In June 2015, I talked to the creators and cast of Queer as Folk at an anniversary event for the show during Austin's ATX Television Festival. I raised a question very similar to the one at hand right now: Why does Queer as Folk, a prestige drama that aired on Showtime as a contemporary to The Sopranos and Sex and the City, not have a similar reputation?
"Part of it was the network, part of it was we didn't have as many eyeballs," former star Peter Paige said in response. "Part of it was that we were a soap."
But series creator Daniel Lipman held gay viewers responsible. "We were very naïve at the beginning, because we thought the community would embrace us," he said. "They were so shocked by this, by seeing their lives put up there so graphically and honestly, and I think they couldn't deal with that."

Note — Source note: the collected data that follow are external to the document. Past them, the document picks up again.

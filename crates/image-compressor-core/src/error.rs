use std::path::PathBuf;
use thiserror::Error;

use crate::persistence::PersistenceError;

pub type Result<T> = core::result::Result<T, Error>;

/// Custom error types for the image-compressor library
#[derive(Error, Debug)]
pub enum Error {
    /// I/O operation error
    #[error("I/O error: {0}")]
    Io(#[from] std::io::Error),

    /// Image processing error
    #[error("Image processing error: {0}")]
    Image(#[from] image::ImageError),

    /// Record store error that is not one of the structural cases below
    #[error("Record store error: {0}")]
    Persistence(PersistenceError),

    /// The managed storage directory could not be created or accessed
    #[error("Storage directory unavailable: {path}: {source}")]
    StorageUnavailable {
        path: PathBuf,
        #[source]
        source: std::io::Error,
    },

    /// Copying a file into the storage directory failed
    #[error("Failed to copy {path} into storage: {source}")]
    CopyFailed {
        path: PathBuf,
        #[source]
        source: std::io::Error,
    },

    /// Another record already points at this storage path
    #[error("Storage path already recorded: {0}")]
    DuplicatePath(PathBuf),

    /// No record with this id
    #[error("Image record not found: {0}")]
    NotFound(i64),

    /// Compression options outside the enumerated choices
    #[error("Invalid compression options: {0}")]
    InvalidOptions(String),

    /// Invalid configuration error
    #[error("Invalid configuration: {0}")]
    Configuration(String),
}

The diversity of LGBTQ communities is a positive, not a negative. Even when the intense scrutiny of each and every LGBTQ-themed show proves frustrating, that discord is much more preferable to the alternative: monotony. What we need is not one show that represents everyone, but more shows to represent everyone.

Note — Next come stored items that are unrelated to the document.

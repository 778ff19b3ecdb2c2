//! Core functionality for ingesting and batch-compressing images.
//!
//! This library provides the foundational components:
//! - A SQLite record store of managed images
//! - A flat storage directory with collision-free naming
//! - Batch ingestion of candidate files
//! - Batch compression with bit-depth and format conversion

// -- External Dependencies --
use log::info;

// -- Standard Library --
use std::path::Path;

// -- Internal Modules --
mod error;

// -- Public Re-exports --
pub use compression::{
    BitDepth, CompressionFailure, CompressionOptions, CompressionOutcome, CompressionResult,
    FailureReason, OutputFormat, Quality,
};
pub use config::*;
pub use error::{Error, Result};
pub use ingestion::{IngestResult, RejectReason, Rejection};
pub use persistence::{ImageRecord, RecordStore};
pub use storage::StorageDir;
pub use types::*;

// -- Public Modules --
pub mod compression;
pub mod config;
pub mod ingestion;
pub mod logging;
pub mod persistence;
pub mod storage;
pub mod types;

/// Main entry point: owns the record store and the storage directory
#[derive(Debug)]
pub struct ImageCompressor {
    config: Config,
    store: RecordStore,
    storage: StorageDir,
}

impl ImageCompressor {
    /// Validate the configuration, prepare the storage directory and open the store
    pub fn new(config: Config) -> Result<Self> {
        config.validate()?;

        let storage = StorageDir::new(&config.storage_dir);
        storage.ensure_ready()?;

        let store = RecordStore::open(&config.database_path)?;

        info!(
            "Image compressor ready: storage={}, database={}",
            storage.root().display(),
            config.database_path.display()
        );

        Ok(Self {
            config,
            store,
            storage,
        })
    }

    /// Assemble from already constructed parts
    pub fn from_parts(config: Config, store: RecordStore, storage: StorageDir) -> Self {
        Self {
            config,
            store,
            storage,
        }
    }

    pub fn config(&self) -> &Config {
        &self.config
    }

    pub fn store(&self) -> &RecordStore {
        &self.store
    }

    pub fn storage(&self) -> &StorageDir {
        &self.storage
    }

    /// Copy and record a batch of candidate files
    pub fn ingest<P: AsRef<Path>>(&self, candidates: &[P]) -> Result<IngestResult> {
        ingestion::Ingestor::new(&self.store, &self.storage).ingest(candidates)
    }

    /// Re-encode every recorded image
    pub fn compress_all(&self, options: &CompressionOptions) -> Result<CompressionOutcome> {
        compression::Compressor::new(&self.store, &self.storage).compress_all(options)
    }

    /// All records, newest first
    pub fn list_images(&self) -> Result<Vec<ImageRecord>> {
        Ok(self.store.list_all()?)
    }

    /// Delete a record, and its file too when `delete_file` is set
    pub fn remove_image(&self, id: i64, delete_file: bool) -> Result<ImageRecord> {
        let record = self.store.get(id)?;
        self.store.delete(id)?;

        if delete_file {
            self.storage.remove(&record.storage_path);
        }

        info!("Removed record {} ({})", record.id, record.display_name);
        Ok(record)
    }
}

Will and Grace represents a very specific type of gay man. It was revolutionary at the time, with even Vice President Joe Biden heralding its cultural significance. "I think Will and Grace probably did more to educate the American public than almost anything anybody's ever done so far," he said in a Meet the Press interview in 2012.
If Will and Grace aired in 2016, it would be thinkpiece'd off the screen. It would be called too white, too gay-male-centric, too unrepresentative of the diversity of New York City and too misrepresentative of what being gay is for so many people. It was vital for its place in time, but can't be held to a modern standard. That wasn't the goal.
But if Will and Grace aired in an alternate 2016 — one where multiple networks have multiple LGBTQ-themed shows on their schedules — Will and Grace would likely be a popular but critically disliked show a la The Big Bang Theory. Meanwhile, more inclusive and progressive shows would earn critical plaudits. They'd become the Mad Mens, the Breaking Bads. When there are more than just a handful of examples, it's easier for the best of the best to stand out.
Looking was divisive throughout its run. Perhaps that was unavoidable; perhaps, no matter how many queer- and trans-representative shows there were on TV, it would have divided critics. As a community, even with years of being underrepresented behind us, we may never stop holding actual representations to the highest possible standard.
But imperfection is okay. We need more imperfect shows — shows driven by ambitious people that want to take a chance on telling the stories of marginalized groups. We need more Lookings, not fewer. We need RuPaul's Drag Race, and we need Transparent. We need shows like web series The Outs and Sidetrack, which include parts of the LGBTQ spectrum other shows don't.
And when we get those shows, we can be critical. Criticism is part of appreciating and digesting art, but we should also appreciate every bit of representation. It wasn't that long ago that a young LGBTQ person looking for themselves on TV couldn't find anyone at all.